An auto racing promoter was convicted Thursday in the slayings of racing legend Mickey Thompson and his wife, who were shot to death in 1988 while leaving their gated home for work.

Michael Goodwin was a former business partner of Thompson, a motor sports figure who pursued land-speed records in Utah and drove everything from dragsters and funny cars to midgets.

Goodwin, 61, was accused of sending hit men to kill the couple as revenge for a business deal that went sour and led to a legal judgment of more than $700,000 against Goodwin.

When the verdict was read, Goodwin only shook his head slightly back and forth. He could get up to life in prison.

Two unknown assailants on bicycles entered Thompson’s gated home on March 16, 1988, and shot him and his wife as they left for work. The attackers then escaped through woods where a car could not have traveled.

Neighbors described hearing screams and seeing two men pedaling away. One actually tried to shoot at the attackers but was too far away and too late to stop them. The men were never seen again.

As years passed without strong evidence, the case was considered closed. But Thompson’s sister, a former mayor of San Juan Capistrano with wide political connections, pressed authorities to look at Goodwin as a suspect.

Goodwin’s lawyer contended the killings occurred during a robbery.

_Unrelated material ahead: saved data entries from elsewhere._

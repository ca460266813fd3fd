//! # Engine Module
//!
//! Stateful machinery behind dataset preparation: the feature-set configuration,
//! the explicit dataset state, label-stratified splitting, standardization and
//! progress reporting.
//!
//! ## Architecture
//!
//! - **Configuration** ([`config`]) - Feature-set modes and the dataset parameter builder
//! - **State Tracking** ([`state`]) - Tagged dataset state carrying the arrays of each stage
//! - **Splitting** ([`split`]) - Quartile strata and the seeded stratified shuffle split
//! - **Scaling** ([`scaling`]) - Standard scaler fitted on the training partition
//! - **Progress Monitoring** ([`progress`]) - Callback-based progress events
//! - **Error Handling** ([`error`]) - Dataset error taxonomy

pub mod config;
pub mod error;
pub mod progress;
pub mod scaling;
pub mod split;
pub mod state;
use phf::{Map, phf_map};
use std::fmt;

pub const MQN_COUNT: usize = 42;
pub const MD3D_COUNT: usize = 8;
pub const FEATURE_COUNT: usize = MQN_COUNT + MD3D_COUNT;

/// The 42 molecular quantum numbers in canonical order.
pub static MQN_NAMES: [&str; MQN_COUNT] = [
    "c", "f", "cl", "br", "i", "s", "p", "an", "cn", "ao", "co", "hac", "hbam", "hba", "hbdm",
    "hbd", "neg", "pos", "asb", "adb", "atb", "csb", "cdb", "ctb", "rbc", "asv", "adv", "atv",
    "aqv", "cdv", "ctv", "cqv", "r3", "r4", "r5", "r6", "r7", "r8", "r9", "rg10", "afr", "bfr",
];

/// The 8 3D shape descriptors in canonical order.
pub static MD3D_NAMES: [&str; MD3D_COUNT] = [
    "pmi1", "pmi2", "pmi3", "rmd02", "rmd24", "rmd46", "rmd68", "rmd8p",
];

static MQN_INDICES: Map<&'static str, usize> = phf_map! {
    "c" => 0, "f" => 1, "cl" => 2, "br" => 3,
    "i" => 4, "s" => 5, "p" => 6, "an" => 7,
    "cn" => 8, "ao" => 9, "co" => 10, "hac" => 11,
    "hbam" => 12, "hba" => 13, "hbdm" => 14,
    "hbd" => 15, "neg" => 16, "pos" => 17,
    "asb" => 18, "adb" => 19, "atb" => 20, "csb" => 21,
    "cdb" => 22, "ctb" => 23, "rbc" => 24,
    "asv" => 25, "adv" => 26, "atv" => 27, "aqv" => 28,
    "cdv" => 29, "ctv" => 30, "cqv" => 31, "r3" => 32,
    "r4" => 33, "r5" => 34, "r6" => 35, "r7" => 36,
    "r8" => 37, "r9" => 38, "rg10" => 39,
    "afr" => 40, "bfr" => 41,
};

static MD3D_INDICES: Map<&'static str, usize> = phf_map! {
    "pmi1" => 0, "pmi2" => 1, "pmi3" => 2,
    "rmd02" => 3, "rmd24" => 4, "rmd46" => 5, "rmd68" => 6, "rmd8p" => 7,
};

/// One of the two descriptor families making up a full feature vector.
#[derive(Debug, Clone, Copy, PartialEq, Eq, Hash)]
pub enum DescriptorFamily {
    /// Topological 2D descriptors (molecular quantum numbers).
    Mqn,
    /// 3D shape descriptors (principal moments and radial mass distribution).
    Md3d,
}

impl DescriptorFamily {
    pub const ALL: [DescriptorFamily; 2] = [DescriptorFamily::Mqn, DescriptorFamily::Md3d];

    /// Canonical names of the family, in column order.
    pub fn names(self) -> &'static [&'static str] {
        match self {
            DescriptorFamily::Mqn => &MQN_NAMES,
            DescriptorFamily::Md3d => &MD3D_NAMES,
        }
    }

    pub fn len(self) -> usize {
        match self {
            DescriptorFamily::Mqn => MQN_COUNT,
            DescriptorFamily::Md3d => MD3D_COUNT,
        }
    }

    /// Column of the family's first descriptor within a full feature vector.
    pub fn offset(self) -> usize {
        match self {
            DescriptorFamily::Mqn => 0,
            DescriptorFamily::Md3d => MQN_COUNT,
        }
    }

    /// Position of a descriptor within its own family.
    pub fn index_of(self, name: &str) -> Option<usize> {
        let table = match self {
            DescriptorFamily::Mqn => &MQN_INDICES,
            DescriptorFamily::Md3d => &MD3D_INDICES,
        };
        table.get(name).copied()
    }

    /// Column of a descriptor within a full feature vector.
    pub fn column_of(self, name: &str) -> Option<usize> {
        self.index_of(name).map(|i| i + self.offset())
    }
}

impl fmt::Display for DescriptorFamily {
    fn fmt(&self, f: &mut fmt::Formatter<'_>) -> fmt::Result {
        match self {
            DescriptorFamily::Mqn => write!(f, "2D (MQN)"),
            DescriptorFamily::Md3d => write!(f, "3D (MD3D)"),
        }
    }
}

/// Looks up a name in both families, returning its family and full-vector column.
pub fn lookup(name: &str) -> Option<(DescriptorFamily, usize)> {
    DescriptorFamily::ALL
        .into_iter()
        .find_map(|family| family.column_of(name).map(|column| (family, column)))
}

/// Name of the descriptor at a full-vector column.
pub fn name_of_column(column: usize) -> Option<&'static str> {
    if column < MQN_COUNT {
        Some(MQN_NAMES[column])
    } else {
        MD3D_NAMES.get(column - MQN_COUNT).copied()
    }
}
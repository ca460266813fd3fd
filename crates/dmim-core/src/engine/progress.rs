/// A dataset preparation step, as reported to progress listeners.
#[derive(Debug, Clone, Copy, PartialEq, Eq)]
pub enum DatasetStep {
    Featurize,
    Split,
    Scale,
}

#[derive(Debug, Clone)]
pub enum Progress {
    StepStart { step: DatasetStep },
    StepFinish { step: DatasetStep },

    BatchStart { total: u64 },
    BatchIncrement,
    BatchFinish { failed: usize },

    /// A one-line summary for the user, e.g. how many records were dropped.
    Message(String),
}

pub type ProgressCallback<'a> = Box<dyn Fn(Progress) + Send + Sync + 'a>;

#[derive(Default)]
pub struct ProgressReporter<'a> {
    callback: Option<ProgressCallback<'a>>,
}

impl<'a> ProgressReporter<'a> {
    pub fn new() -> Self {
        Self::default()
    }

    pub fn with_callback(callback: ProgressCallback<'a>) -> Self {
        Self {
            callback: Some(callback),
        }
    }

    #[inline]
    pub fn report(&self, event: Progress) {
        if let Some(cb) = &self.callback {
            cb(event);
        }
    }
}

Numerous witnesses gave accounts of Goodwin threatening to kill Thompson. One witness reported hearing Goodwin say: “I’ll kill him. ... I can get it done for 50 grand.”

His own attorney acknowledged that Goodwin may have been “a jerk,” but insisted he was not a killer.

Prosecutors showed that Goodwin liquidated his assets around the time of the killings, bought a $400,000 yacht and sailed off to the Caribbean and elsewhere. He was arrested in 2001 when he returned to the United States.